Eurocypria was established on 25 March 1992 as a wholly owned subsidiary of Cyprus Airways, as the first Cyprus based charter airline. Operations began on 12 June 1992 with two new Airbus A320 aircraft. Two more were added later. Since 2001, the airline has operated scheduled services from Cyprus, and charter flights.

== Bailout ==
It was announced on 19 February 2010 that the Cyprus Government would inject €35m into Eurocypria's capitalization, to enable the airline to pay off €28m of owed debt and invest in the airline's future.
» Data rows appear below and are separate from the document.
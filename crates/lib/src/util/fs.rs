//! Filesystem helpers shared by the provisioner and the packager.

use std::io;
use std::path::Path;

/// Create a symlink at `link` pointing to `target`.
pub fn create_symlink(target: &Path, link: &Path) -> io::Result<()> {
  #[cfg(unix)]
  {
    std::os::unix::fs::symlink(target, link)
  }
  #[cfg(windows)]
  {
    let resolved = link.parent().map(|p| p.join(target)).unwrap_or_else(|| target.to_path_buf());
    if resolved.is_dir() {
      std::os::windows::fs::symlink_dir(target, link)
    } else {
      std::os::windows::fs::symlink_file(target, link)
    }
  }
}

/// Give a file fully open permissions (0777 on Unix, not read-only on Windows).
pub fn make_fully_accessible(path: &Path) -> io::Result<()> {
  let mut perms = std::fs::metadata(path)?.permissions();

  #[cfg(unix)]
  {
    use std::os::unix::fs::PermissionsExt;
    perms.set_mode(0o777);
  }
  #[cfg(not(unix))]
  {
    #[allow(clippy::permissions_set_readonly_false)]
    perms.set_readonly(false);
  }

  std::fs::set_permissions(path, perms)
}

/// Mark a downloaded installer as executable.
#[cfg(unix)]
pub fn make_executable(path: &Path) -> io::Result<()> {
  use std::os::unix::fs::PermissionsExt;

  let mut perms = std::fs::metadata(path)?.permissions();
  perms.set_mode(perms.mode() | 0o755);
  std::fs::set_permissions(path, perms)
}

#[cfg(not(unix))]
pub fn make_executable(_path: &Path) -> io::Result<()> {
  Ok(())
}
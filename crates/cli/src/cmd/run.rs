//! Implementation of the `litepack run` command.

use std::time::Instant;

use anyhow::{Context, Result};

use litepack_lib::diagnostic::IndentationErrorClassifier;
use litepack_lib::provision::HttpDownloader;
use litepack_lib::tool::ProcessRunner;

use super::{RecipeArgs, runtime};
use crate::output::{
  OutputFormat, Status, format_duration, print_build_report, print_json, print_package_report, print_provision_report,
  print_status,
};

/// Fetch, build and package in one go.
pub fn cmd_run(args: &RecipeArgs, format: OutputFormat, verbose: bool) -> Result<()> {
  let recipe = args.recipe()?;
  let started = Instant::now();

  let report = runtime()?
    .block_on(recipe.run_all(&HttpDownloader::new(), &ProcessRunner, &IndentationErrorClassifier))
    .with_context(|| format!("Recipe failed for {}", recipe.platform))?;

  if format.is_json() {
    return print_json(&report);
  }

  let info = recipe.package_info();
  print_provision_report(&report.provision);
  print_status(
    Status::Done,
    &format!(
      "{} {} {} in {}",
      info.name,
      info.version,
      report.stage,
      format_duration(started.elapsed())
    ),
  );
  print_build_report(&report.build);
  print_package_report(&report.package, verbose);
  Ok(())
}
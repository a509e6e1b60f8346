use std::fmt;
use std::str::FromStr;

use serde::{Deserialize, Serialize};

use super::PlatformError;

/// Target operating system of the package.
#[derive(Debug, Clone, Copy, PartialEq, Eq, Hash, Serialize, Deserialize)]
#[serde(try_from = "String", into = "String")]
pub enum Os {
  Linux,
  Macos,
  Windows,
  Android,
  Ios,
}

impl Os {
  /// Detect the operating system the recipe is running on.
  ///
  /// Returns `None` for hosts that cannot run the Bazel installer.
  pub fn host() -> Option<Self> {
    match std::env::consts::OS {
      "linux" => Some(Self::Linux),
      "macos" => Some(Self::Macos),
      "windows" => Some(Self::Windows),
      _ => None,
    }
  }

  /// Returns the setting name for this OS
  pub fn as_str(&self) -> &'static str {
    match self {
      Self::Linux => "linux",
      Self::Macos => "macos",
      Self::Windows => "windows",
      Self::Android => "android",
      Self::Ios => "ios",
    }
  }

  /// Returns the name Bazel uses in its release asset file names.
  pub fn bazel_name(&self) -> &'static str {
    match self {
      Self::Macos | Self::Ios => "darwin",
      Self::Windows => "windows",
      Self::Linux | Self::Android => "linux",
    }
  }
}

impl fmt::Display for Os {
  fn fmt(&self, f: &mut fmt::Formatter<'_>) -> fmt::Result {
    write!(f, "{}", self.as_str())
  }
}

impl FromStr for Os {
  type Err = PlatformError;

  fn from_str(s: &str) -> Result<Self, Self::Err> {
    match s.to_ascii_lowercase().as_str() {
      "linux" => Ok(Self::Linux),
      "macos" | "darwin" => Ok(Self::Macos),
      "windows" => Ok(Self::Windows),
      "android" => Ok(Self::Android),
      "ios" => Ok(Self::Ios),
      _ => Err(PlatformError::UnknownSetting {
        setting: "os",
        value: s.to_string(),
      }),
    }
  }
}

impl TryFrom<String> for Os {
  type Error = PlatformError;

  fn try_from(value: String) -> Result<Self, Self::Error> {
    value.parse()
  }
}

impl From<Os> for String {
  fn from(os: Os) -> Self {
    os.as_str().to_string()
  }
}
//! Classification of configuration probe output.
//!
//! After configuring for an NDK target, TensorFlow 1.14.0 ships a BUILD file
//! that Bazel rejects with an indentation error. The classifier decides
//! whether a failed probe is that known defect (and which file carries it)
//! or something the recipe cannot fix.

use std::path::PathBuf;
use std::sync::LazyLock;

use regex::Regex;
use serde::Serialize;

use crate::tool::ToolOutput;

/// Verdict on the output of a probe command.
#[derive(Debug, Clone, PartialEq, Eq, Serialize)]
pub enum Diagnosis {
  NoError,
  /// A known defect in the named file that `repair` can fix.
  RecognizedRepairable(PathBuf),
  /// Any other failure, with the probe's output.
  Other(String),
}

pub trait DiagnosticClassifier {
  fn classify(&self, output: &ToolOutput) -> Diagnosis;
}

static INDENTATION_ERROR: LazyLock<Regex> =
  LazyLock::new(|| Regex::new(r"(?m)ERROR: ([^:\n]+):[0-9]+:[0-9]+: indentation error").unwrap());

/// Recognizes Bazel's `ERROR: <file>:<line>:<col>: indentation error`.
#[derive(Debug, Clone, Copy, Default)]
pub struct IndentationErrorClassifier;

impl DiagnosticClassifier for IndentationErrorClassifier {
  fn classify(&self, output: &ToolOutput) -> Diagnosis {
    if output.success() {
      return Diagnosis::NoError;
    }

    let text = output.combined();
    match INDENTATION_ERROR.captures(&text) {
      Some(caps) => Diagnosis::RecognizedRepairable(PathBuf::from(caps[1].trim())),
      None => Diagnosis::Other(text),
    }
  }
}
pub mod arch;
pub mod compiler;
pub mod os;
pub mod paths;

use std::fmt;

use serde::{Deserialize, Serialize};
use thiserror::Error;

pub use arch::Arch;
pub use compiler::{BuildType, Compiler, StdLib};
pub use os::Os;

/// Errors while reading platform settings.
#[derive(Debug, Error)]
pub enum PlatformError {
  #[error("unsupported {setting} '{value}'")]
  UnknownSetting { setting: &'static str, value: String },

  #[error("unsupported host platform {os}/{arch}")]
  UnsupportedHost { os: String, arch: String },
}

/// Platform descriptor the package is built for.
///
/// Supplied by the caller and never mutated; every option the recipe derives
/// is a function of this value plus `Features`.
#[derive(Debug, Clone, Copy, PartialEq, Eq, Hash, Serialize, Deserialize)]
pub struct Platform {
  pub os: Os,
  pub arch: Arch,
  pub compiler: Compiler,
  #[serde(default)]
  pub stdlib: StdLib,
  #[serde(default)]
  pub build_type: BuildType,
}

impl Platform {
  pub fn new(os: Os, arch: Arch, compiler: Compiler) -> Self {
    Self {
      os,
      arch,
      compiler,
      stdlib: StdLib::Default,
      build_type: BuildType::Release,
    }
  }

  pub fn with_stdlib(mut self, stdlib: StdLib) -> Self {
    self.stdlib = stdlib;
    self
  }

  pub fn with_build_type(mut self, build_type: BuildType) -> Self {
    self.build_type = build_type;
    self
  }

  /// Descriptor for a release build on the running host with its usual compiler.
  pub fn host() -> Result<Self, PlatformError> {
    let (os, arch) = match (Os::host(), Arch::host()) {
      (Some(os), Some(arch)) => (os, arch),
      _ => {
        return Err(PlatformError::UnsupportedHost {
          os: std::env::consts::OS.to_string(),
          arch: std::env::consts::ARCH.to_string(),
        });
      }
    };

    let compiler = match os {
      Os::Windows => Compiler::Msvc,
      Os::Macos | Os::Ios => Compiler::Clang,
      _ => Compiler::Gcc,
    };

    Ok(Self::new(os, arch, compiler))
  }
}

impl fmt::Display for Platform {
  fn fmt(&self, f: &mut fmt::Formatter<'_>) -> fmt::Result {
    write!(
      f,
      "{}-{} ({}, {}, {})",
      self.arch, self.os, self.compiler, self.stdlib, self.build_type
    )
  }
}

/// Optional features of the package.
#[derive(Debug, Clone, Copy, Default, PartialEq, Eq, Hash, Serialize, Deserialize)]
pub struct Features {
  /// Also build and package the OpenGL GPU delegate.
  #[serde(default)]
  pub gpu: bool,
}
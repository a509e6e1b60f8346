//! Subcommand implementations.
//!
//! Every command resolves the same inputs: an optional JSON profile, then
//! platform flags on top of it, then the host platform for anything still
//! unset.

mod build;
mod info;
mod package;
mod plan;
mod run;
mod source;

use std::path::PathBuf;

use anyhow::{Context, Result};
use clap::Args;
use tracing::debug;

use litepack_lib::config::Profile;
use litepack_lib::platform::{Arch, BuildType, Compiler, Features, Os, Platform, StdLib};
use litepack_lib::recipe::Recipe;

pub use build::cmd_build;
pub use info::cmd_info;
pub use package::cmd_package;
pub use plan::cmd_plan;
pub use run::cmd_run;
pub use source::cmd_source;

/// Platform and configuration flags shared by every command.
#[derive(Debug, Clone, Default, Args)]
pub struct RecipeArgs {
  /// JSON profile with `platform`, `features` and `config` sections
  #[arg(long, global = true)]
  pub profile: Option<PathBuf>,

  /// Target OS (linux, macos, windows, android, ios)
  #[arg(long, global = true)]
  pub os: Option<Os>,

  /// Target architecture (x86_64, x86, armv7, armv8)
  #[arg(long, global = true)]
  pub arch: Option<Arch>,

  /// Compiler (clang, gcc, msvc)
  #[arg(long, global = true)]
  pub compiler: Option<Compiler>,

  /// C++ standard library (libstdc++, libstdc++11, libc++)
  #[arg(long, global = true)]
  pub stdlib: Option<StdLib>,

  /// Build type (release, debug)
  #[arg(long, global = true)]
  pub build_type: Option<BuildType>,

  /// Build the OpenGL GPU delegate; `--gpu=false` overrides a profile
  #[arg(long, global = true, num_args = 0..=1, default_missing_value = "true", require_equals = true)]
  pub gpu: Option<bool>,

  /// Work directory for sources and build output
  #[arg(long, global = true)]
  pub work_dir: Option<PathBuf>,
}

impl RecipeArgs {
  /// Resolve profile, flags and host defaults into a recipe.
  pub fn recipe(&self) -> Result<Recipe> {
    let profile = match &self.profile {
      Some(path) => Profile::load(path)?,
      None => Profile::default(),
    };

    let mut platform = match profile.platform {
      Some(platform) => platform,
      None => Platform::host().context("Cannot default the platform, pass --os and --arch")?,
    };
    if let Some(os) = self.os {
      platform.os = os;
    }
    if let Some(arch) = self.arch {
      platform.arch = arch;
    }
    if let Some(compiler) = self.compiler {
      platform.compiler = compiler;
    }
    if let Some(stdlib) = self.stdlib {
      platform.stdlib = stdlib;
    }
    if let Some(build_type) = self.build_type {
      platform.build_type = build_type;
    }

    let features = Features {
      gpu: self.gpu.unwrap_or(profile.features.gpu),
    };

    let mut config = profile.config;
    if let Some(work_dir) = &self.work_dir {
      config = config.with_work_dir(work_dir);
    }

    let recipe = Recipe::new(config, platform, features)?;
    debug!(platform = %recipe.platform, work_dir = %recipe.config.work_dir.display(), "resolved recipe");
    Ok(recipe)
  }
}

/// Runtime for the recipe's async steps. One thread: steps run strictly in
/// sequence.
pub fn runtime() -> Result<tokio::runtime::Runtime> {
  tokio::runtime::Builder::new_current_thread()
    .enable_all()
    .build()
    .context("Failed to create async runtime")
}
Cyprus Airways stated Eurocypria should shut down as "a small island cannot withstand two state-owned airlines and if they're not shut down, we might both go bust", but the government declined this prospect and the House of Representatives went ahead with the bailout.

Yet the approval of the cash injection for Eurocypria was, as the 'Cyprus Mail' reported on 19 February 2010, "unlikely to be the final word". Anastasios Antoniou LLC, a Law Firm based in Limassol, filed an official complaint on 17 February 2010 with the European Commission regarding the proposed financing of Eurocypria on behalf of a client who wished to remain anonymous. As national daily 'Phileleftheros' reported on 19 February 2010 - based on its own sources - the complainant could be a competitor in the relevant market that has unsuccessfully attempted to enter the market. In a statement issued on 19 February 2010 in response to the media commentary, Anastasios Antoniou LLC explained that the capital injection on the part of the Republic of Cyprus is likely to be in violation of the applicable EU legislation regarding State Aid. The Firm pursued its complaint before the European Commission further in the following months, also filing a request for interim measures on behalf of the Commission pursuant to the provisions of Council Regulation (EC) No 659/1999.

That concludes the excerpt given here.